• TASK TO COMPLETE
Scan the entries below. List each line with "reported".

Collected data:
fn require_runtime() -> Result<tokio::runtime::Handle> {
    tokio::runtime::Handle::try_current().map_err(|e| HaloError::Config {
        message: format!("variable producers need a tokio runtime: {}", e),
    })
}

/// An observable value cell.
///
/// Cloning yields another handle to the same cell.
pub struct Variable<T> {
    inner: Arc<Mutex<Inner<T>>>,
}

impl<T> Clone for Variable<T> {
    fn clone(&self) -> Self {
        Self {
            inner: self.inner.clone(),
        }
    }
}

impl<T: fmt::Debug> fmt::Debug for Variable<T> {
    fn fmt(&self, f: &mut fmt::Formatter<'_>) -> fmt::Result {
        let guard = lock(&self.inner);
        f.debug_struct("Variable")
            .field("value", &guard.value)
            .field("polling", &guard.poll_task.is_some())
            .field("listening", &guard.listen_task.is_some())
            .field("disposed", &guard.disposed)
            .finish()
    }
}

impl<T: Clone + Send + Sync + 'static> Variable<T> {
    /// A cell with no producers.
    pub fn new(initial: T) -> Self {
        Self::from_parts(initial, None, None)
    }

    pub fn builder(initial: T) -> VariableBuilder<T> {
        VariableBuilder {
            initial,
            poll: None,
            listen: None,
        }
    }

    fn from_parts(initial: T, poll: Option<PollConfig<T>>, listen: Option<ListenConfig<T>>) -> Self {
        Self {
            inner: Arc::new(Mutex::new(Inner {
                value: initial,
                subscribers: Vec::new(),
                next_subscription: 0,
                next_generation: 0,
                poll,
                poll_task: None,
                listen,
                listen_task: None,
                disposed: false,
            })),
        }
    }

    fn guard(&self) -> Result<MutexGuard<'_, Inner<T>>> {
        let guard = lock(&self.inner);
        if guard.disposed {
            return Err(HaloError::UseAfterDispose);
        }
        Ok(guard)
    }

    pub fn get(&self) -> Result<T> {
        Ok(self.guard()?.value.clone())
    }

    /// Replace the value and notify every subscriber.
    pub fn set(&self, value: T) -> Result<()> {
        self.guard()?.value = value.clone();
        notify(&self.inner, &Notification::Changed(value));
        Ok(())
    }

    pub fn subscribe<F>(&self, callback: F) -> Result<SubscriptionId>
    where
        F: Fn(&Notification<T>) + Send + Sync + 'static,
    {
        let mut guard = self.guard()?;
        let id = SubscriptionId(guard.next_subscription);
        guard.next_subscription += 1;
        guard.subscribers.push((id, Arc::new(callback)));
        Ok(id)
    }

    /// Remove a subscriber. Returns `false` if it was not subscribed.
    pub fn unsubscribe(&self, id: SubscriptionId) -> bool {
        let mut guard = lock(&self.inner);
        let before = guard.subscribers.len();
        guard.subscribers.retain(|(sid, _)| *sid != id);
        guard.subscribers.len() != before
    }

    /// Start the poll producer. No-op if it is already running.
    pub fn start_poll(&self) -> Result<()> {
        let runtime = require_runtime()?;
        let mut guard = self.guard()?;
        if guard.poll_task.is_some() {
            return Ok(());
        }
        let config = guard.poll.clone().ok_or_else(|| HaloError::Config {
            message: "variable has no poll producer configured".to_string(),
        })?;

        let generation = guard.next_generation;
        guard.next_generation += 1;
        let (stop, stop_rx) = watch::channel(false);
        let weak = Arc::downgrade(&self.inner);
        let handle = runtime.spawn(poll::run(weak, generation, config, stop_rx));

        guard.poll_task = Some(ProducerTask {
            generation,
            stop,
            pid: None,
            _handle: handle,
        });
        debug!("Poll producer started");
        Ok(())
    }

    /// Stop the poll producer. No-op if it is not running.
    pub fn stop_poll(&self) {
        let task = lock(&self.inner).poll_task.take();
        if task.is_some() {
            debug!("Poll producer stopped");
        }
    }

    /// Spawn the listener subprocess. No-op if it is already running.
    pub fn start_listen(&self) -> Result<()> {
        let runtime = require_runtime()?;
        let mut guard = self.guard()?;
        if guard.listen_task.is_some() {
            return Ok(());
        }
        let config = guard.listen.clone().ok_or_else(|| HaloError::Config {
            message: "variable has no listen producer configured".to_string(),
        })?;

        let child = crate::exec::spawn_lines(config.argv.as_slice())?;
        let pid = child.id();

        let generation = guard.next_generation;
        guard.next_generation += 1;
        let (stop, stop_rx) = watch::channel(false);
        let weak = Arc::downgrade(&self.inner);
        let handle = runtime.spawn(listen::run(weak, generation, config, child, stop_rx));

        guard.listen_task = Some(ProducerTask {
            generation,
            stop,
            pid,
            _handle: handle,
        });
        debug!("Listen producer started (PID {:?})", pid);
        Ok(())
    }

    /// Kill the listener subprocess. No-op if it is not running.
    pub fn stop_listen(&self) {
        let task = lock(&self.inner).listen_task.take();
        if task.is_some() {
            debug!("Listen producer stopped");
        }
    }

    pub fn is_polling(&self) -> bool {
        lock(&self.inner).poll_task.is_some()
    }

    pub fn is_listening(&self) -> bool {
        lock(&self.inner).listen_task.is_some()
    }

    /// PID of the running listener subprocess.
    pub fn listen_pid(&self) -> Option<u32> {
        lock(&self.inner).listen_task.as_ref().and_then(|t| t.pid)
    }

    /// Stop both producers for good and drop every subscriber.
    ///
    /// Idempotent. Safe to call from inside a subscriber.
    pub fn dispose(&self) {
        let (poll_task, listen_task, subscribers) = {
            let mut guard = lock(&self.inner);
            if guard.disposed {
                return;
            }
            guard.disposed = true;
            (
                guard.poll_task.take(),
                guard.listen_task.take(),
                std::mem::take(&mut guard.subscribers),
            )
        };
        // Dropped outside the lock: subscriber captures may hold handles.
        drop(poll_task);
        drop(listen_task);
        drop(subscribers);
        debug!("Variable disposed");
    }

    pub fn is_disposed(&self) -> bool {
        lock(&self.inner).disposed
    }
}

/// Configures producers before the variable starts.
pub struct VariableBuilder<T> {
    initial: T,
    poll: Option<PollConfig<T>>,
    listen: Option<ListenConfig<T>>,
}

impl<T: Clone + Send + Sync + 'static> VariableBuilder<T> {
    /// Poll by running `argv` and mapping its trimmed stdout.
    pub fn poll_command<F>(mut self, interval: Duration, argv: Vec<String>, transform: F) -> Self
    where
        F: Fn(&str, &T) -> T + Send + Sync + 'static,
    {
        self.poll = Some(PollConfig {
            interval,
            producer: PollProducer::Command {
                argv,
                transform: Arc::new(transform),
            },
        });
        self
    }

    /// Poll by awaiting `callback` with the current value.
    pub fn poll_with<F, Fut, E>(mut self, interval: Duration, callback: F) -> Self
    where
        F: Fn(&T) -> Fut + Send + Sync + 'static,
        Fut: Future<Output = std::result::Result<T, E>> + Send + 'static,
        E: fmt::Display + 'static,
    {
        self.poll = Some(PollConfig {
            interval,
            producer: PollProducer::callback(callback),
        });
        self
    }

    /// Listen to `argv`, mapping each stdout line through `transform`.
    pub fn listen<F>(mut self, argv: Vec<String>, transform: F) -> Self
    where
        F: Fn(&str, &T) -> T + Send + Sync + 'static,
    {
        self.listen = Some(ListenConfig {
            argv,
            transform: Arc::new(transform),
        });
        self
    }

    /// Validate, create the variable and start the configured producers.
    pub fn build(self) -> Result<Variable<T>> {
        if let Some(poll) = &self.poll {
            poll.validate()?;
        }
        if let Some(listen) = &self.listen {
            listen.validate()?;
        }

        let start_poll = self.poll.is_some();
        let start_listen = self.listen.is_some();
        let variable = Variable::from_parts(self.initial, self.poll, self.listen);

        if start_poll {
            variable.start_poll()?;
        }
        if start_listen {
            variable.start_listen()?;
        }

        Ok(variable)
    }
}
//! Client side of the control bus.
//!
//! A [`Proxy`] targets one named instance and performs exactly one call:
//!
//! ```text
//! Unconnected --connect--> Ready --call--> InFlight --{reply|error}--> Released
//! ```
//!
//! Connecting only builds the expected identity. Whether the instance exists
//! is found out on the first call, which resolves the registry row, opens a
//! loopback connection, sends one frame and waits for one reply.

use super::protocol::{read_frame, write_frame, ControlOp, ControlRequest, ControlResponse, RpcResponse};
use crate::bus::SessionBus;
use crate::config::{ControlConfig, RegistryConfig};
use crate::identity::InstanceIdentity;
use crate::platform::wait_for_exit;
use crate::registry::InstanceEntry;
use crate::{HaloError, Result};
use std::time::Duration;
use tokio::net::TcpStream;
use tracing::{debug, warn};

/// Where a proxy is in its single-call lifecycle.
#[derive(Debug, Clone, Copy, PartialEq, Eq)]
pub enum ProxyState {
    Ready,
    InFlight,
    Released,
}

/// How the exchange with the remote ended, before Quit classification.
enum Exchange {
    Reply(RpcResponse),
    NoReply(String),
}

/// Handle for one call to one remote instance.
#[derive(Debug)]
pub struct Proxy {
    bus: SessionBus,
    identity: InstanceIdentity,
    state: ProxyState,
    timeout: Option<Duration>,
}

impl Proxy {
    /// Build a proxy for the instance called `name`.
    ///
    /// No round trip happens here; an absent instance shows up as
    /// `InstanceNotFound` on the first call.
    pub fn connect(bus: &SessionBus, name: &str) -> Result<Self> {
        let identity = InstanceIdentity::with_namespace(bus.namespace(), name)?;
        debug!("Proxy ready for {}", identity.bus_id());
        Ok(Self {
            bus: bus.clone(),
            identity,
            state: ProxyState::Ready,
            timeout: ControlConfig::DEFAULT_CALL_TIMEOUT,
        })
    }

    /// Bound the wait for a reply. Expiry fails the call with `CallFailed`.
    pub fn with_timeout(mut self, timeout: Option<Duration>) -> Self {
        self.timeout = timeout;
        self
    }

    pub fn identity(&self) -> &InstanceIdentity {
        &self.identity
    }

    pub fn state(&self) -> ProxyState {
        self.state
    }

    /// Perform the proxy's one call.
    ///
    /// The proxy is released afterwards whatever the outcome; any later call
    /// fails with `ProxyReleased`.
    pub async fn call(&mut self, request: ControlRequest) -> Result<ControlResponse> {
        if self.state != ProxyState::Ready {
            return Err(HaloError::ProxyReleased {
                instance: self.identity.name().to_string(),
            });
        }
        self.state = ProxyState::InFlight;

        let outcome = self.call_inner(&request).await;
        self.release();
        outcome
    }

    async fn call_inner(&self, request: &ControlRequest) -> Result<ControlResponse> {
        let entry = self
            .bus
            .registry()
            .lookup(&self.identity)
            .map_err(|e| self.call_failed(request.op, e.to_string()))?
            .ok_or_else(|| HaloError::InstanceNotFound {
                name: self.identity.name().to_string(),
            })?;

        let exchange = match self.timeout {
            Some(limit) => tokio::time::timeout(limit, self.exchange(&entry, request))
                .await
                .map_err(|_| {
                    self.call_failed(request.op, format!("no reply within {:?}", limit))
                })??,
            None => self.exchange(&entry, request).await?,
        };

        match exchange {
            Exchange::Reply(response) => self.interpret(request.op, response),
            Exchange::NoReply(cause) => self.classify_no_reply(&entry, request.op, cause).await,
        }
    }

    async fn exchange(&self, entry: &InstanceEntry, request: &ControlRequest) -> Result<Exchange> {
        let addr = entry.addr();
        let mut stream = tokio::time::timeout(RegistryConfig::IPC_CONNECT_TIMEOUT, TcpStream::connect(addr))
            .await
            .map_err(|_| self.call_failed(request.op, format!("connect to {} timed out", addr)))?
            .map_err(|e| self.call_failed(request.op, format!("connect to {}: {}", addr, e)))?;

        debug!("Calling {} on {} at {}", request.op, self.identity, addr);

        let request_bytes = serde_json::to_vec(&request.to_rpc(1))?;
        let (mut reader, mut writer) = stream.split();

        if let Err(e) = write_frame(&mut writer, &request_bytes).await {
            return Ok(Exchange::NoReply(format!("send failed: {}", e)));
        }

        let response_bytes = match read_frame(&mut reader).await {
            Ok(Some(bytes)) => bytes,
            Ok(None) => return Ok(Exchange::NoReply("connection closed without reply".to_string())),
            Err(e) => return Ok(Exchange::NoReply(format!("receive failed: {}", e))),
        };

        let response: RpcResponse = serde_json::from_slice(&response_bytes).map_err(|e| {
            self.call_failed(request.op, format!("malformed reply: {}", e))
        })?;

        Ok(Exchange::Reply(response))
    }

    fn interpret(&self, op: ControlOp, response: RpcResponse) -> Result<ControlResponse> {
        if let Some(err) = response.error {
            return Err(self.call_failed(op, err.message));
        }

        let result = match response.result {
            None | Some(serde_json::Value::Null) => String::new(),
            Some(serde_json::Value::String(s)) => s,
            Some(other) => other.to_string(),
        };

        Ok(ControlResponse::text(result))
    }

    /// A dropped Quit is only a success if the remote process is really gone.
    async fn classify_no_reply(
        &self,
        entry: &InstanceEntry,
        op: ControlOp,
        cause: String,
    ) -> Result<ControlResponse> {
        if op == ControlOp::Quit
            && wait_for_exit(
                entry.pid,
                ControlConfig::QUIT_EXIT_GRACE,
                ControlConfig::EXIT_POLL_INTERVAL,
            )
            .await
        {
            debug!("{} exited while handling Quit", self.identity);
            return Err(HaloError::ExpectedNoReply {
                instance: self.identity.name().to_string(),
                method: op.to_string(),
            });
        }

        warn!("{} call to {} got no reply: {}", op, self.identity, cause);
        Err(self.call_failed(op, cause))
    }

    fn call_failed(&self, op: ControlOp, message: String) -> HaloError {
        HaloError::CallFailed {
            instance: self.identity.name().to_string(),
            method: op.to_string(),
            message,
        }
    }

    /// Give up the proxy. Safe to call more than once.
    pub fn release(&mut self) {
        if self.state != ProxyState::Released {
            debug!("Proxy for {} released", self.identity);
            self.state = ProxyState::Released;
        }
    }

    /// Ask the instance to exit. An exit that beats the reply counts as success.
    pub async fn quit(mut self) -> Result<()> {
        match self.call(ControlRequest::quit()).await {
            Ok(_) => Ok(()),
            Err(e) if e.is_expected_no_reply() => Ok(()),
            Err(e) => Err(e),
        }
    }

    pub async fn inspector(mut self) -> Result<()> {
        self.call(ControlRequest::inspector()).await.map(|_| ())
    }

    pub async fn toggle_window(mut self, window: &str) -> Result<()> {
        self.call(ControlRequest::toggle_window(window))
            .await
            .map(|_| ())
    }

    pub async fn request<I, S>(mut self, argv: I) -> Result<String>
    where
        I: IntoIterator<Item = S>,
        S: Into<String>,
    {
        self.call(ControlRequest::request(argv))
            .await
            .map(|response| response.result)
    }
}

impl Drop for Proxy {
    fn drop(&mut self) {
        self.release();
    }
}

/// Connect, send `Quit`, release.
pub async fn quit_instance(bus: &SessionBus, name: &str) -> Result<()> {
    Proxy::connect(bus, name)?.quit().await
}

/// Connect, send `Inspector`, release.
pub async fn open_inspector(bus: &SessionBus, name: &str) -> Result<()> {
    Proxy::connect(bus, name)?.inspector().await
}

/// Connect, send `ToggleWindow`, release.
pub async fn toggle_window(bus: &SessionBus, name: &str, window: &str) -> Result<()> {
    Proxy::connect(bus, name)?.toggle_window(window).await
}

/// Connect, send `Request`, release, and hand back the reply text.
pub async fn send_request<I, S>(bus: &SessionBus, name: &str, argv: I) -> Result<String>
where
    I: IntoIterator<Item = S>,
    S: Into<String>,
{
    Proxy::connect(bus, name)?.request(argv).await
}
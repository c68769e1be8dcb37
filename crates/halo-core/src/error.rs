//! Error types for Halo.
//!
//! One taxonomy covers the registry, the control bus and the variable engine.
//! Control errors map onto JSON-RPC error codes so they can cross the wire.

use std::path::PathBuf;
use thiserror::Error;

/// Main error type for the Halo core.
#[derive(Debug, Error)]
pub enum HaloError {
    // Registry and discovery errors
    #[error("Failed to enumerate instances: {message}")]
    DiscoveryFailed { message: String },

    #[error("Instance name \"{name}\" is already registered by PID {pid}")]
    RegistrationConflict { name: String, pid: u32 },

    #[error("No running instance named \"{name}\"")]
    InstanceNotFound { name: String },

    // Control errors
    #[error("{method} call to \"{instance}\" failed: {message}")]
    CallFailed {
        instance: String,
        method: String,
        message: String,
    },

    /// The remote process exited while the call was in flight.
    ///
    /// Only produced for `Quit`, where exiting is the requested outcome.
    #[error("\"{instance}\" exited before replying to {method}")]
    ExpectedNoReply { instance: String, method: String },

    #[error("Proxy for \"{instance}\" was already released")]
    ProxyReleased { instance: String },

    #[error("Invalid params: {message}")]
    InvalidParams { message: String },

    #[error("Unknown control method: {method}")]
    MethodNotFound { method: String },

    #[error("{message}")]
    Handler { message: String },

    // Variable errors
    #[error("Variable used after dispose")]
    UseAfterDispose,

    #[error("Command {command} failed: {message}")]
    CommandFailed { command: String, message: String },

    // Database errors
    #[error("Database error: {message}")]
    Database {
        message: String,
        #[source]
        source: Option<rusqlite::Error>,
    },

    // File system errors
    #[error("IO error at {path:?}: {message}")]
    Io {
        message: String,
        path: Option<PathBuf>,
        #[source]
        source: Option<std::io::Error>,
    },

    // Serialization errors
    #[error("JSON error: {message}")]
    Json {
        message: String,
        #[source]
        source: Option<serde_json::Error>,
    },

    // Configuration errors
    #[error("Configuration error: {message}")]
    Config { message: String },

    #[error("Validation error for {field}: {message}")]
    Validation { field: String, message: String },

    // Generic errors
    #[error("{0}")]
    Other(String),
}

/// Result type alias for Halo operations.
pub type Result<T> = std::result::Result<T, HaloError>;

impl From<std::io::Error> for HaloError {
    fn from(err: std::io::Error) -> Self {
        HaloError::Io {
            message: err.to_string(),
            path: None,
            source: Some(err),
        }
    }
}

impl From<serde_json::Error> for HaloError {
    fn from(err: serde_json::Error) -> Self {
        HaloError::Json {
            message: err.to_string(),
            source: Some(err),
        }
    }
}

impl From<rusqlite::Error> for HaloError {
    fn from(err: rusqlite::Error) -> Self {
        HaloError::Database {
            message: err.to_string(),
            source: Some(err),
        }
    }
}

impl HaloError {
    /// Create an IO error with path context.
    pub fn io_with_path(err: std::io::Error, path: impl Into<PathBuf>) -> Self {
        HaloError::Io {
            message: err.to_string(),
            path: Some(path.into()),
            source: Some(err),
        }
    }

    /// Shorthand for a handler-side failure reported back to the caller.
    pub fn handler(message: impl Into<String>) -> Self {
        HaloError::Handler {
            message: message.into(),
        }
    }

    /// Convert to a JSON-RPC error code.
    ///
    /// Standard codes:
    /// - -32700: Parse error
    /// - -32600: Invalid Request
    /// - -32601: Method not found
    /// - -32602: Invalid params
    /// - -32603: Internal error
    ///
    /// Application codes:
    /// - -32000: Handler reported a failure
    /// - -32001: Instance not found
    /// - -32005: Validation error
    pub fn to_rpc_error_code(&self) -> i32 {
        match self {
            HaloError::Handler { .. } | HaloError::CommandFailed { .. } => -32000,

            HaloError::InstanceNotFound { .. } => -32001,

            HaloError::MethodNotFound { .. } => -32601,

            HaloError::InvalidParams { .. } => -32602,

            HaloError::Validation { .. } => -32005,

            _ => -32603,
        }
    }

    /// Whether this is the benign outcome of asking an instance to quit.
    pub fn is_expected_no_reply(&self) -> bool {
        matches!(self, HaloError::ExpectedNoReply { .. })
    }
}
//! The session bus handle.
//!
//! One `SessionBus` per process is the shared transport connection: the
//! control service, every proxy and discovery all read through it. Cloning
//! is cheap and shares the same registry connection.

use crate::config::RegistryConfig;
use crate::registry::InstanceRegistry;
use crate::Result;
use std::path::Path;
use std::sync::Arc;

#[derive(Debug, Clone)]
pub struct SessionBus {
    registry: Arc<InstanceRegistry>,
    namespace: Arc<str>,
}

impl SessionBus {
    /// Connect to the bus for the current login session.
    pub fn session() -> Result<Self> {
        Ok(Self::from_registry(InstanceRegistry::open()?))
    }

    /// Connect to a bus backed by a registry at `path`.
    pub fn open_at(path: &Path) -> Result<Self> {
        Ok(Self::from_registry(InstanceRegistry::open_at(path)?))
    }

    pub fn from_registry(registry: InstanceRegistry) -> Self {
        Self {
            registry: Arc::new(registry),
            namespace: Arc::from(RegistryConfig::NAMESPACE),
        }
    }

    /// Use a namespace other than `io.Halo`.
    pub fn with_namespace(mut self, namespace: &str) -> Self {
        self.namespace = Arc::from(namespace);
        self
    }

    pub fn registry(&self) -> &InstanceRegistry {
        &self.registry
    }

    pub fn namespace(&self) -> &str {
        &self.namespace
    }
}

• OUTPUT FOR THIS EXERCISE
    /// Shorthand for a handler-side failure reported back to the caller.
    /// - -32000: Handler reported a failure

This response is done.